Count the lines below holding "ResidentTile" and answer with that number only.
── DATA FOR PROCESSING
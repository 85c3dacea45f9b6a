use std::sync::Arc;

use glam::Vec3;
use terrastream_common::{LodLevel, TileCoord};
use terrastream_elevation::ElevationGrid;
use terrastream_mesh::TileMesh;

use crate::StreamError;

/// A tile held in the resident set.
#[derive(Debug, Clone)]
pub struct ResidentTile {
    pub coord: TileCoord,
    pub lod: LodLevel,
    /// Unstitched grid; neighbours stitch against this.
    pub raw: Arc<ElevationGrid>,
    /// Stitched grid the mesh was built from.
    pub grid: Arc<ElevationGrid>,
    pub mesh: Arc<TileMesh>,
    pub visible: bool,
    pub loaded_tick: u64,
}

impl ResidentTile {
    pub fn origin(&self, tile_size: f32) -> Vec3 {
        self.coord.origin(tile_size)
    }
}

/// Lifecycle position of a tile coordinate.
#[derive(Debug, Clone, Copy, PartialEq, Eq)]
pub enum TileState {
    Absent,
    InProgress,
    Resident(LodLevel),
}

/// Changes to the resident set, drained by the renderer after each update.
#[derive(Debug, Clone)]
pub enum TileEvent {
    Loaded {
        coord: TileCoord,
        lod: LodLevel,
        origin: Vec3,
        mesh: Arc<TileMesh>,
    },
    Relevelled {
        coord: TileCoord,
        from: LodLevel,
        to: LodLevel,
        mesh: Arc<TileMesh>,
    },
    Unloaded {
        coord: TileCoord,
    },
    Failed {
        coord: TileCoord,
        error: StreamError,
    },
}

impl TileEvent {
    pub fn coord(&self) -> TileCoord {
        match self {
            TileEvent::Loaded { coord, .. }
            | TileEvent::Relevelled { coord, .. }
            | TileEvent::Unloaded { coord }
            | TileEvent::Failed { coord, .. } => *coord,
        }
    }
}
────
* **YOUR RESPONSE**
2